▶ Task item
Copy the records that follow exactly, leaving nothing out.

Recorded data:
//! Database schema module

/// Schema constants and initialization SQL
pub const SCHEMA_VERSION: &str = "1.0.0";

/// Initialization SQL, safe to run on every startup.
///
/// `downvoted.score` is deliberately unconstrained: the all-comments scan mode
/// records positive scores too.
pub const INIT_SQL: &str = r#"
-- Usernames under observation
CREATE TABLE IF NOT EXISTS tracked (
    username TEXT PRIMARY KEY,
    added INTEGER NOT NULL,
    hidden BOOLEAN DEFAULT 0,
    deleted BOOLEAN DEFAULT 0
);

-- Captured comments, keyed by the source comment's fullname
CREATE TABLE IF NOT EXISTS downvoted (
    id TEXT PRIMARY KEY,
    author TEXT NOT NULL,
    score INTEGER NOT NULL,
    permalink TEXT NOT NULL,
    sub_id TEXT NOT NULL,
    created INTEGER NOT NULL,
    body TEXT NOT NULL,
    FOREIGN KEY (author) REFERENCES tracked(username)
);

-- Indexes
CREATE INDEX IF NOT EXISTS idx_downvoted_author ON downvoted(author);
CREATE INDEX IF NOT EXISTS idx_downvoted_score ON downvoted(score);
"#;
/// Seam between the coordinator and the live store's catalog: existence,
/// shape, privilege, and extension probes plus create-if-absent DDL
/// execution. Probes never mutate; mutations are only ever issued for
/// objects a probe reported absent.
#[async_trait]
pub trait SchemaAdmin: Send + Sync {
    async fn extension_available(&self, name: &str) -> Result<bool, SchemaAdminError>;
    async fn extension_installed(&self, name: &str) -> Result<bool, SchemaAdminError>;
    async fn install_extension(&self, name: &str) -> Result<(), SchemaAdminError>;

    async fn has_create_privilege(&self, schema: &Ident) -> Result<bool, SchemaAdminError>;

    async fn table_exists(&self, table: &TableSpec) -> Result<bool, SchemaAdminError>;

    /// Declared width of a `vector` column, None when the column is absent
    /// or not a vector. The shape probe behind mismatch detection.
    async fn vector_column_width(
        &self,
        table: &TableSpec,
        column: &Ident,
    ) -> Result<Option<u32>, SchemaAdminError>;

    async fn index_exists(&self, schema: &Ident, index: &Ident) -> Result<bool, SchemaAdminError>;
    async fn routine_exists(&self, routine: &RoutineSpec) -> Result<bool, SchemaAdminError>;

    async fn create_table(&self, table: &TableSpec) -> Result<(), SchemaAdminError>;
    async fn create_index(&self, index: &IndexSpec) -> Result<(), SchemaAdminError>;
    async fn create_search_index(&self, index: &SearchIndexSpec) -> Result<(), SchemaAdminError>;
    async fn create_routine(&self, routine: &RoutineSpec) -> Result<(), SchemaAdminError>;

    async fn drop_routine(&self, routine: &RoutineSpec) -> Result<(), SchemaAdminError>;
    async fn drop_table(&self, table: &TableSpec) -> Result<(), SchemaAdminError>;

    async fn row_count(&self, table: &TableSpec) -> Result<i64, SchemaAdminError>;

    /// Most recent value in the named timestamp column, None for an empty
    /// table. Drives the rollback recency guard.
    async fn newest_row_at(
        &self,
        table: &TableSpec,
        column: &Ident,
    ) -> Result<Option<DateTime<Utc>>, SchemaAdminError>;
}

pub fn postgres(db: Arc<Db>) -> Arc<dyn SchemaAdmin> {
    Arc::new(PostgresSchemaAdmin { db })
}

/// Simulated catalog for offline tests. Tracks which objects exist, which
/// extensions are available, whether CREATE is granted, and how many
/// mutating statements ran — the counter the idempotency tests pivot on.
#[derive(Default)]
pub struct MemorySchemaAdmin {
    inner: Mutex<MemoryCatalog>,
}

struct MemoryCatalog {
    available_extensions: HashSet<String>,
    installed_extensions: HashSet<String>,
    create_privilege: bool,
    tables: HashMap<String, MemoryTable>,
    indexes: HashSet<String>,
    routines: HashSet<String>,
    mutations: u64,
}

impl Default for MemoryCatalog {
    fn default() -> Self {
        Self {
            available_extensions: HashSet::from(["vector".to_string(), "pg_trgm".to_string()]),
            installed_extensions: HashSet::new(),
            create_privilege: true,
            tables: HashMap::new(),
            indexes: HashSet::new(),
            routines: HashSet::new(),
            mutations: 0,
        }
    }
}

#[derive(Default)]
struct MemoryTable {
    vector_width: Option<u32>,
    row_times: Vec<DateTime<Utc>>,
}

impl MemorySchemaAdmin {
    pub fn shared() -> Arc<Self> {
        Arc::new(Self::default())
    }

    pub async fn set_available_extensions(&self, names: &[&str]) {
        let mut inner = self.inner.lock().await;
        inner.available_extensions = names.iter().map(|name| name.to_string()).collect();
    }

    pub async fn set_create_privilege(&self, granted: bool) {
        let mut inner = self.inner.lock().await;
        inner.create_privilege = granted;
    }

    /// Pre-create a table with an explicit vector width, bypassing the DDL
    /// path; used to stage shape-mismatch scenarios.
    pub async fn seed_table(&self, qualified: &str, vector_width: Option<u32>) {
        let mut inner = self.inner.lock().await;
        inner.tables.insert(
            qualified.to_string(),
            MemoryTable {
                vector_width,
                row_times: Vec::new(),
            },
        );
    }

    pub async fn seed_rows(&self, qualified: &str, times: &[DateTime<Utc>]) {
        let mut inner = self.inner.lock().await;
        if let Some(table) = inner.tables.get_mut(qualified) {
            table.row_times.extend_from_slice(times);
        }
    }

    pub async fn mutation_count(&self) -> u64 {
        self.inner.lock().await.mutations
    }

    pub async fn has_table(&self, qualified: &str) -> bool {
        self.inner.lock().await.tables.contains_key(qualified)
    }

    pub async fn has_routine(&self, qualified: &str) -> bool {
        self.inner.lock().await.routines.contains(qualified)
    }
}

▶ Exercise answer
//! Database schema module

/// Schema constants and initialization SQL
pub const SCHEMA_VERSION: &str = "1.0.0";

/// Initialization SQL, safe to run on every startup.
///
/// `downvoted.score` is deliberately unconstrained: the all-comments scan mode
/// records positive scores too.
pub const INIT_SQL: &str = r#"
-- Usernames under observation
CREATE TABLE IF NOT EXISTS tracked (
    username TEXT PRIMARY KEY,
    added INTEGER NOT NULL,
    hidden BOOLEAN DEFAULT 0,
    deleted BOOLEAN DEFAULT 0
);

-- Captured comments, keyed by the source comment's fullname
CREATE TABLE IF NOT EXISTS downvoted (
    id TEXT PRIMARY KEY,
    author TEXT NOT NULL,
    score INTEGER NOT NULL,
    permalink TEXT NOT NULL,
    sub_id TEXT NOT NULL,
    created INTEGER NOT NULL,
    body TEXT NOT NULL,
    FOREIGN KEY (author) REFERENCES tracked(username)
);

-- Indexes
CREATE INDEX IF NOT EXISTS idx_downvoted_author ON downvoted(author);
CREATE INDEX IF NOT EXISTS idx_downvoted_score ON downvoted(score);
"#;
/// Seam between the coordinator and the live store's catalog: existence,
/// shape, privilege, and extension probes plus create-if-absent DDL
/// execution. Probes never mutate; mutations are only ever issued for
/// objects a probe reported absent.
#[async_trait]
pub trait SchemaAdmin: Send + Sync {
    async fn extension_available(&self, name: &str) -> Result<bool, SchemaAdminError>;
    async fn extension_installed(&self, name: &str) -> Result<bool, SchemaAdminError>;
    async fn install_extension(&self, name: &str) -> Result<(), SchemaAdminError>;

    async fn has_create_privilege(&self, schema: &Ident) -> Result<bool, SchemaAdminError>;

    async fn table_exists(&self, table: &TableSpec) -> Result<bool, SchemaAdminError>;

    /// Declared width of a `vector` column, None when the column is absent
    /// or not a vector. The shape probe behind mismatch detection.
    async fn vector_column_width(
        &self,
        table: &TableSpec,
        column: &Ident,
    ) -> Result<Option<u32>, SchemaAdminError>;

    async fn index_exists(&self, schema: &Ident, index: &Ident) -> Result<bool, SchemaAdminError>;
    async fn routine_exists(&self, routine: &RoutineSpec) -> Result<bool, SchemaAdminError>;

    async fn create_table(&self, table: &TableSpec) -> Result<(), SchemaAdminError>;
    async fn create_index(&self, index: &IndexSpec) -> Result<(), SchemaAdminError>;
    async fn create_search_index(&self, index: &SearchIndexSpec) -> Result<(), SchemaAdminError>;
    async fn create_routine(&self, routine: &RoutineSpec) -> Result<(), SchemaAdminError>;

    async fn drop_routine(&self, routine: &RoutineSpec) -> Result<(), SchemaAdminError>;
    async fn drop_table(&self, table: &TableSpec) -> Result<(), SchemaAdminError>;

    async fn row_count(&self, table: &TableSpec) -> Result<i64, SchemaAdminError>;

    /// Most recent value in the named timestamp column, None for an empty
    /// table. Drives the rollback recency guard.
    async fn newest_row_at(
        &self,
        table: &TableSpec,
        column: &Ident,
    ) -> Result<Option<DateTime<Utc>>, SchemaAdminError>;
}

pub fn postgres(db: Arc<Db>) -> Arc<dyn SchemaAdmin> {
    Arc::new(PostgresSchemaAdmin { db })
}

/// Simulated catalog for offline tests. Tracks which objects exist, which
/// extensions are available, whether CREATE is granted, and how many
/// mutating statements ran — the counter the idempotency tests pivot on.
#[derive(Default)]
pub struct MemorySchemaAdmin {
    inner: Mutex<MemoryCatalog>,
}

struct MemoryCatalog {
    available_extensions: HashSet<String>,
    installed_extensions: HashSet<String>,
    create_privilege: bool,
    tables: HashMap<String, MemoryTable>,
    indexes: HashSet<String>,
    routines: HashSet<String>,
    mutations: u64,
}

impl Default for MemoryCatalog {
    fn default() -> Self {
        Self {
            available_extensions: HashSet::from(["vector".to_string(), "pg_trgm".to_string()]),
            installed_extensions: HashSet::new(),
            create_privilege: true,
            tables: HashMap::new(),
            indexes: HashSet::new(),
            routines: HashSet::new(),
            mutations: 0,
        }
    }
}

#[derive(Default)]
struct MemoryTable {
    vector_width: Option<u32>,
    row_times: Vec<DateTime<Utc>>,
}

impl MemorySchemaAdmin {
    pub fn shared() -> Arc<Self> {
        Arc::new(Self::default())
    }

    pub async fn set_available_extensions(&self, names: &[&str]) {
        let mut inner = self.inner.lock().await;
        inner.available_extensions = names.iter().map(|name| name.to_string()).collect();
    }

    pub async fn set_create_privilege(&self, granted: bool) {
        let mut inner = self.inner.lock().await;
        inner.create_privilege = granted;
    }

    /// Pre-create a table with an explicit vector width, bypassing the DDL
    /// path; used to stage shape-mismatch scenarios.
    pub async fn seed_table(&self, qualified: &str, vector_width: Option<u32>) {
        let mut inner = self.inner.lock().await;
        inner.tables.insert(
            qualified.to_string(),
            MemoryTable {
                vector_width,
                row_times: Vec::new(),
            },
        );
    }

    pub async fn seed_rows(&self, qualified: &str, times: &[DateTime<Utc>]) {
        let mut inner = self.inner.lock().await;
        if let Some(table) = inner.tables.get_mut(qualified) {
            table.row_times.extend_from_slice(times);
        }
    }

    pub async fn mutation_count(&self) -> u64 {
        self.inner.lock().await.mutations
    }

    pub async fn has_table(&self, qualified: &str) -> bool {
        self.inner.lock().await.tables.contains_key(qualified)
    }

    pub async fn has_routine(&self, qualified: &str) -> bool {
        self.inner.lock().await.routines.contains(qualified)
    }
}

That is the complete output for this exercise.